- **Problem requirements**
Using the entries that follow, establish how many lines contain the word "WorkerPool" and give only that figure.

Entries taken from a collection:
________________________________________
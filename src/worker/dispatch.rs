use std::future::Future;
use std::sync::Arc;
use std::time::Duration;

use tokio::task::JoinHandle;
use tokio_util::sync::CancellationToken;
use tracing::{debug, error, info, warn};

use super::pool::{PoolError, WorkerPool};
use crate::queue::SubmissionQueue;

/// Single coordinating loop that drains the submission queue into the pool
///
/// Two states:
/// - Waiting: `dequeue` with a timeout, raced against the shutdown token
/// - Dispatching: hand the URL to the pool and go straight back to waiting
///
/// Handing off only waits for a free slot. A URL whose slot has not been
/// granted yet stays `Queued` in the ledger.
#[derive(Clone)]
pub struct Dispatcher {
    queue: Arc<SubmissionQueue>,
    pool: Arc<WorkerPool>,
    idle_timeout: Duration,
    shutdown: CancellationToken,
}

impl Dispatcher {
    pub fn new(
        queue: Arc<SubmissionQueue>,
        pool: Arc<WorkerPool>,
        idle_timeout: Duration,
        shutdown: CancellationToken,
    ) -> Self {
        Self {
            queue,
            pool,
            idle_timeout,
            shutdown,
        }
    }

    pub async fn run(self) {
        info!(idle_timeout_ms = self.idle_timeout.as_millis() as u64, "Dispatcher started");

        loop {
            let next = tokio::select! {
                biased;
                _ = self.shutdown.cancelled() => break,
                next = self.queue.dequeue(self.idle_timeout) => next,
            };

            let Some(url) = next else {
                continue;
            };

            let handed_off = tokio::select! {
                biased;
                _ = self.shutdown.cancelled() => {
                    self.queue.push_front(url);
                    break;
                }
                result = self.pool.submit(url.clone()) => result,
            };

            match handed_off {
                Ok(()) => debug!(url, "Dispatched"),
                Err(PoolError::Closed) => {
                    warn!(url, "Worker pool closed, stopping dispatcher");
                    self.queue.push_front(url);
                    break;
                }
            }
        }

        info!(pending = self.queue.len(), "Dispatcher stopped");
    }

    /// Run the loop on the runtime, restarting it if it ever panics
    pub fn spawn(self) -> JoinHandle<()> {
        let shutdown = self.shutdown.clone();
        tokio::spawn(supervise(shutdown, move || self.clone().run()))
    }
}

/// Keep a loop alive: each run goes in its own task and a panic starts a
/// fresh one until `shutdown` is cancelled
async fn supervise<F, Fut>(shutdown: CancellationToken, mut make_loop: F)
where
    F: FnMut() -> Fut,
    Fut: Future<Output = ()> + Send + 'static,
{
    loop {
        match tokio::spawn(make_loop()).await {
            Ok(()) => break,
            Err(e) if e.is_panic() && !shutdown.is_cancelled() => {
                error!(error = %e, "Dispatcher panicked, restarting");
            }
            Err(e) => {
                error!(error = %e, "Dispatcher task ended abnormally");
                break;
            }
        }
    }
}
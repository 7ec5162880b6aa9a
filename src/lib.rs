pub mod api;
pub mod config;
pub mod humanize;
pub mod ledger;
pub mod observability;
pub mod queue;
pub mod storage;
pub mod worker;
mod cli;

use std::process::ExitCode;
use std::sync::Arc;

use clap::Parser;
use cli::{Cli, Commands, FetchArgs};
use grabbox::config::{Config, WorkerCount};
use grabbox::ledger::StatusReport;
use grabbox::worker::{self, YtDlpFetcher, YtDlpOptions};

type AnyError = Box<dyn std::error::Error + Send + Sync>;

#[tokio::main]
async fn main() -> Result<ExitCode, AnyError> {
    grabbox::observability::init_tracing();

    let cli = Cli::parse();
    let mut config = Config::load_with(cli.config)?;

    match cli.command {
        Commands::Server(args) => {
            if let Some(address) = args.address {
                config.server.bind_addr = address;
            }
            grabbox::api::run(config).await?;
        }
        Commands::Fetch(args) => return Ok(fetch(config, args).await),
        Commands::Config => print!("{}", toml::to_string_pretty(&config)?),
    }

    Ok(ExitCode::SUCCESS)
}

async fn fetch(mut config: Config, args: FetchArgs) -> ExitCode {
    if let Some(workers) = args.workers {
        config.workers.max_workers = WorkerCount::or_default(workers);
    }

    let fetcher = YtDlpFetcher::new(YtDlpOptions::from(&config.fetcher));
    if fetcher.probe().await.is_none() {
        eprintln!("warning: {} is not runnable, every URL will fail", config.fetcher.binary);
    }

    let report = worker::run_batch(
        &config.workers,
        Arc::new(fetcher),
        &args.urls,
        grabbox::api::shutdown_signal(),
    )
    .await;

    print_report(&report);

    if report.failed.is_empty() && report.queued.is_empty() {
        ExitCode::SUCCESS
    } else {
        ExitCode::FAILURE
    }
}

fn print_report(report: &StatusReport) {
    for url in &report.completed {
        println!("done     {url}");
    }
    for entry in &report.failed {
        println!("failed   {}: {}", entry.url, entry.error);
    }
    for url in &report.queued {
        println!("skipped  {url}");
    }
    println!(
        "{} completed, {} failed, {} not started",
        report.completed.len(),
        report.failed.len(),
        report.queued.len()
    );
}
________________________________________
- **Solution to this task**
3